Autochrome 6 | fausse invitation à monter

Choses qu'on ressent devant un escalier interdit


Vus du sol, les escaliers sont des invitations -- en un sens, amoureuses --, des promesses de découvertes, d'élévation peut-être. L'élan d'une montée sur un corps, sur un toit, au ciel, depuis où le monde s'apparaîtrait autre, dessillé.


Mais cet escalier-là nous aguiche et nous résiste. On en voit des constructions en ruine, et beaucoup: d'où vient que celle-ci dérange davantage? Il y a invite, mais immédiatement contredite, bloquée par des rubans et des barrières. "Monte", qu'on nous dit, et en même temps: "Non, ne monte pas." Combien de signes ainsi adverses on trouverait dans la ville, si on se donnait la peine d'en établir le compte?
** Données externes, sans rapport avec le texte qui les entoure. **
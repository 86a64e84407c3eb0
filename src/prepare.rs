//! Offline dataset preparation.
//!
//! Converts a GloVe text file into the packed embedding-set layout the
//! loader consumes, and filters a frequency-ordered wordlist into the
//! playable candidate list.

use std::collections::HashSet;
use std::fs::{self, File};
use std::io::{BufRead, BufReader, BufWriter, Write};
use std::path::Path;

use anyhow::{Context, Result, bail};
use indicatif::{ProgressBar, ProgressStyle};
use tracing::info;

use crate::embeddings::loader::{META_FILE, TOKENS_FILE, VECTORS_FILE};
use crate::embeddings::{SetMeta, VectorFormat};

/// Most-frequent entries dropped from the head of a frequency-ordered list.
const WORDLIST_HEAD_SKIP: usize = 100;
/// Words shorter than this are dropped.
const WORDLIST_MIN_CHARS: usize = 4;

#[derive(Debug, Clone, Copy)]
pub struct ConvertSummary {
    pub tokens: usize,
    pub dims: usize,
}

/// Convert a GloVe text file (`token c1 c2 ... cD` per line) into
/// `tokens.json` + `embeddings.bin` + `meta.json` under `out_dir`.
///
/// The first row fixes the dimensionality; a ragged row aborts the
/// conversion. Vectors stream straight to the blob, so the input is never
/// held in memory whole.
pub fn convert_glove(input: &Path, out_dir: &Path) -> Result<ConvertSummary> {
    let file = File::open(input)
        .with_context(|| format!("opening GloVe input {}", input.display()))?;
    fs::create_dir_all(out_dir)
        .with_context(|| format!("creating output directory {}", out_dir.display()))?;

    let bin_path = out_dir.join(VECTORS_FILE);
    let mut blob = BufWriter::new(
        File::create(&bin_path).with_context(|| format!("creating {}", bin_path.display()))?,
    );

    let progress = ProgressBar::new_spinner();
    progress.set_style(
        ProgressStyle::with_template("{spinner} {pos} tokens converted")
            .unwrap_or_else(|_| ProgressStyle::default_spinner()),
    );

    let mut tokens: Vec<String> = Vec::new();
    let mut dims = 0usize;
    for (line_no, line) in BufReader::new(file).lines().enumerate() {
        let line = line.with_context(|| format!("reading line {}", line_no + 1))?;
        let line = line.trim();
        if line.is_empty() {
            continue;
        }
        let mut parts = line.split_ascii_whitespace();
        let Some(token) = parts.next() else { continue };
        let mut components = 0usize;
        for part in parts {
            let value: f32 = part
                .parse()
                .with_context(|| format!("line {}: bad component {part:?}", line_no + 1))?;
            blob.write_all(&value.to_le_bytes())?;
            components += 1;
        }
        if dims == 0 {
            if components == 0 {
                bail!("line {}: no vector components", line_no + 1);
            }
            dims = components;
        } else if components != dims {
            bail!(
                "line {}: {components} components, expected {dims}",
                line_no + 1
            );
        }
        tokens.push(token.to_string());
        progress.inc(1);
    }
    blob.flush().context("flushing vector blob")?;
    progress.finish_and_clear();

    if tokens.is_empty() {
        bail!("no embedding rows in {}", input.display());
    }

    let tokens_path = out_dir.join(TOKENS_FILE);
    let mut out = BufWriter::new(File::create(&tokens_path)?);
    serde_json::to_writer(&mut out, &tokens)
        .with_context(|| format!("writing {}", tokens_path.display()))?;
    out.flush()?;

    let meta = SetMeta {
        dims,
        count: tokens.len(),
        format: VectorFormat::Fp32,
    };
    let meta_path = out_dir.join(META_FILE);
    let mut out = BufWriter::new(File::create(&meta_path)?);
    serde_json::to_writer(&mut out, &meta)
        .with_context(|| format!("writing {}", meta_path.display()))?;
    out.flush()?;

    info!(tokens = tokens.len(), dims, out = %out_dir.display(), "embedding set written");
    Ok(ConvertSummary {
        tokens: tokens.len(),
        dims,
    })
}

/// Filter a frequency-ordered wordlist into the playable candidate list
/// and write it as a JSON string array. Returns the number of kept words.
pub fn filter_wordlist(input: &Path, output: &Path) -> Result<usize> {
    let text = fs::read_to_string(input)
        .with_context(|| format!("reading wordlist {}", input.display()))?;
    let words = filter_words(text.lines());

    if let Some(dir) = output.parent().filter(|p| !p.as_os_str().is_empty()) {
        fs::create_dir_all(dir)
            .with_context(|| format!("creating output directory {}", dir.display()))?;
    }
    let mut out = BufWriter::new(File::create(output)?);
    serde_json::to_writer(&mut out, &words)
        .with_context(|| format!("writing {}", output.display()))?;
    out.flush()?;

    info!(kept = words.len(), out = %output.display(), "wordlist written");
    Ok(words.len())
}

/// Drop the 100 most frequent entries (the list head), short words, blanks
/// and duplicates, preserving first-seen order.
fn filter_words<'a>(lines: impl Iterator<Item = &'a str>) -> Vec<String> {
    let mut words: Vec<String> = lines
        .map(|w| w.trim().to_lowercase())
        .filter(|w| !w.is_empty())
        .collect();
    if words.len() > WORDLIST_HEAD_SKIP {
        words.drain(..WORDLIST_HEAD_SKIP);
    }
    let mut seen = HashSet::new();
    words.retain(|w| w.chars().count() >= WORDLIST_MIN_CHARS && seen.insert(w.clone()));
    words
}
use anyhow::Result;
use tracing_subscriber::EnvFilter;

#[tokio::main]
async fn main() -> Result<()> {
    tracing_subscriber::fmt()
        .with_env_filter(EnvFilter::try_from_default_env().unwrap_or_else(|_| EnvFilter::new("warn")))
        .with_writer(std::io::stderr)
        .init();

    farword::run().await
}
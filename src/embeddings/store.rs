//! Flat row-major vector storage and the L2 distance kernel.

use super::TableError;

/// One contiguous `f32` buffer holding every vector; row `i` occupies
/// `[i*dims, (i+1)*dims)`. No per-row allocation, no mutation after
/// construction.
#[derive(Debug)]
pub struct VectorStore {
    dims: usize,
    components: Vec<f32>,
}

impl VectorStore {
    pub(crate) fn new(dims: usize, components: Vec<f32>) -> Result<Self, TableError> {
        if dims == 0 {
            return Err(TableError::Malformed {
                reason: "vector dimensionality is zero".to_string(),
            });
        }
        if components.len() % dims != 0 {
            return Err(TableError::Malformed {
                reason: format!(
                    "buffer of {} components does not divide into rows of {dims}",
                    components.len()
                ),
            });
        }
        Ok(Self { dims, components })
    }

    pub fn dims(&self) -> usize {
        self.dims
    }

    pub fn rows(&self) -> usize {
        self.components.len() / self.dims
    }

    /// Borrow row `i` as a `&[f32]` of length `dims`.
    pub fn row(&self, i: usize) -> Result<&[f32], TableError> {
        let count = self.rows();
        if i >= count {
            return Err(TableError::OutOfRange { row: i, count });
        }
        let start = i * self.dims;
        Ok(&self.components[start..start + self.dims])
    }
}

/// Euclidean distance between rows `a` and `b`.
///
/// Components are stored as `f32` but the sum of squares accumulates in
/// `f64`; with hundreds of dimensions an `f32` accumulator loses digits to
/// cancellation.
pub fn l2_distance(store: &VectorStore, a: usize, b: usize) -> Result<f64, TableError> {
    let va = store.row(a)?;
    let vb = store.row(b)?;
    let mut acc = 0.0f64;
    for (x, y) in va.iter().zip(vb) {
        let d = f64::from(*x) - f64::from(*y);
        acc += d * d;
    }
    Ok(acc.sqrt())
}
use std::fs;
use std::path::Path;

use farword::embeddings::loader::{
    MATRIX_FILE, META_FILE, PREFERRED_SET, SAMPLE_SET, TOKENS_FILE, VECTORS_FILE,
};
use farword::embeddings::{SetMeta, TableError, VectorFormat, load_set, load_table};
use tempfile::TempDir;

fn write_tokens(dir: &Path, tokens: &[String]) {
    fs::create_dir_all(dir).unwrap();
    fs::write(dir.join(TOKENS_FILE), serde_json::to_vec(tokens).unwrap()).unwrap();
}

fn write_plain_set(dir: &Path, tokens: &[String], matrix: &[Vec<f32>]) {
    write_tokens(dir, tokens);
    fs::write(dir.join(MATRIX_FILE), serde_json::to_vec(matrix).unwrap()).unwrap();
}

fn write_packed_set(dir: &Path, tokens: &[String], dims: usize, components: &[f32]) {
    write_tokens(dir, tokens);
    let mut blob = Vec::with_capacity(components.len() * 4);
    for c in components {
        blob.extend_from_slice(&c.to_le_bytes());
    }
    fs::write(dir.join(VECTORS_FILE), blob).unwrap();
    let meta = SetMeta {
        dims,
        count: tokens.len(),
        format: VectorFormat::Fp32,
    };
    fs::write(dir.join(META_FILE), serde_json::to_vec(&meta).unwrap()).unwrap();
}

/// Pseudo-random but deterministic fixture data.
fn fixture_matrix(rows: usize, dims: usize) -> Vec<Vec<f32>> {
    (0..rows)
        .map(|r| {
            (0..dims)
                .map(|c| ((r * 31 + c * 7) % 17) as f32 / 4.0 - 2.0)
                .collect()
        })
        .collect()
}

#[tokio::test]
async fn packed_and_plain_encodings_agree() {
    let tokens: Vec<String> = (0..40).map(|i| format!("word{i}")).collect();
    let matrix = fixture_matrix(tokens.len(), 12);
    let flat: Vec<f32> = matrix.iter().flatten().copied().collect();

    let tmp = TempDir::new().unwrap();
    let plain_dir = tmp.path().join("plain");
    let packed_dir = tmp.path().join("packed");
    write_plain_set(&plain_dir, &tokens, &matrix);
    write_packed_set(&packed_dir, &tokens, 12, &flat);

    let plain = load_set(&plain_dir).await.unwrap();
    let packed = load_set(&packed_dir).await.unwrap();

    assert_eq!(plain.len(), packed.len());
    assert_eq!(plain.dims(), packed.dims());
    for row in 0..plain.len() {
        assert_eq!(plain.token(row), packed.token(row));
        let a = plain.row(row).unwrap();
        let b = packed.row(row).unwrap();
        for (x, y) in a.iter().zip(b) {
            assert!((x - y).abs() < 1e-6, "row {row}: {x} vs {y}");
        }
    }
}

#[tokio::test]
async fn large_packed_set_decodes_every_component() {
    let tokens: Vec<String> = (0..5000).map(|i| format!("w{i}")).collect();
    let components = vec![0.25f32; 5000 * 50];

    let tmp = TempDir::new().unwrap();
    write_packed_set(tmp.path(), &tokens, 50, &components);

    let table = load_set(tmp.path()).await.unwrap();
    assert_eq!(table.len(), 5000);
    assert_eq!(table.dims(), 50);
    assert_eq!(table.row(4999).unwrap().len(), 50);
    assert_eq!(table.row(4999).unwrap()[49], 0.25);
}

#[tokio::test]
async fn dims_disagreeing_with_blob_length_is_malformed() {
    let tokens: Vec<String> = (0..3).map(|i| format!("w{i}")).collect();
    let tmp = TempDir::new().unwrap();
    write_packed_set(tmp.path(), &tokens, 4, &[0.0; 12]);
    // 12 components with dims=5 leaves a partial row.
    let meta = SetMeta {
        dims: 5,
        count: 3,
        format: VectorFormat::Fp32,
    };
    fs::write(
        tmp.path().join(META_FILE),
        serde_json::to_vec(&meta).unwrap(),
    )
    .unwrap();

    let err = load_set(tmp.path()).await.unwrap_err();
    assert!(matches!(err, TableError::Malformed { .. }), "{err}");
}

#[tokio::test]
async fn count_disagreeing_with_token_list_is_malformed() {
    let tokens: Vec<String> = (0..3).map(|i| format!("w{i}")).collect();
    let tmp = TempDir::new().unwrap();
    write_packed_set(tmp.path(), &tokens, 4, &[0.0; 12]);
    let meta = SetMeta {
        dims: 4,
        count: 4,
        format: VectorFormat::Fp32,
    };
    fs::write(
        tmp.path().join(META_FILE),
        serde_json::to_vec(&meta).unwrap(),
    )
    .unwrap();

    let err = load_set(tmp.path()).await.unwrap_err();
    assert!(matches!(err, TableError::Malformed { .. }), "{err}");
}

#[tokio::test]
async fn sample_set_is_used_when_no_preferred_metadata_exists() {
    let tmp = TempDir::new().unwrap();
    write_plain_set(
        &tmp.path().join(SAMPLE_SET),
        &["only".to_string()],
        &[vec![1.0, 2.0]],
    );
    let table = load_table(tmp.path()).await.unwrap();
    assert_eq!(table.token(0), Some("only"));
}

#[tokio::test]
async fn preferred_set_outranks_sample_set() {
    let tmp = TempDir::new().unwrap();
    write_packed_set(
        &tmp.path().join(PREFERRED_SET),
        &["hi".to_string()],
        2,
        &[1.0, 0.0],
    );
    write_plain_set(
        &tmp.path().join(SAMPLE_SET),
        &["lo".to_string()],
        &[vec![0.0, 1.0]],
    );
    let table = load_table(tmp.path()).await.unwrap();
    assert_eq!(table.token(0), Some("hi"));
}

#[tokio::test]
async fn corrupt_preferred_set_falls_back_then_exhausts() {
    let tmp = TempDir::new().unwrap();
    let preferred = tmp.path().join(PREFERRED_SET);
    write_packed_set(&preferred, &["hi".to_string()], 2, &[1.0, 0.0]);
    fs::write(preferred.join(VECTORS_FILE), b"oops").unwrap();

    // With a good sample set the corruption is recoverable.
    write_plain_set(
        &tmp.path().join(SAMPLE_SET),
        &["lo".to_string()],
        &[vec![0.0, 1.0]],
    );
    let table = load_table(tmp.path()).await.unwrap();
    assert_eq!(table.token(0), Some("lo"));

    // Without one, the load is terminal.
    let lone = TempDir::new().unwrap();
    let preferred = lone.path().join(PREFERRED_SET);
    write_packed_set(&preferred, &["hi".to_string()], 2, &[1.0, 0.0]);
    fs::write(preferred.join(VECTORS_FILE), b"oops").unwrap();
    let err = load_table(lone.path()).await.unwrap_err();
    assert!(matches!(err, TableError::Unavailable { .. }), "{err}");
}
À quelques maisons de chez moi, le même jeu retors (il faudra que j'en fasse photo et que je l'ajoute ici): un escalier, auquel manquent les premières marches. Là encore : une invite, d'autant plus forte qu'aérienne, non ancrée au sol, et pourtant empêchée par cette absence même d'ancrage. On voudrait d'autant plus monter; on peut d'autant moins.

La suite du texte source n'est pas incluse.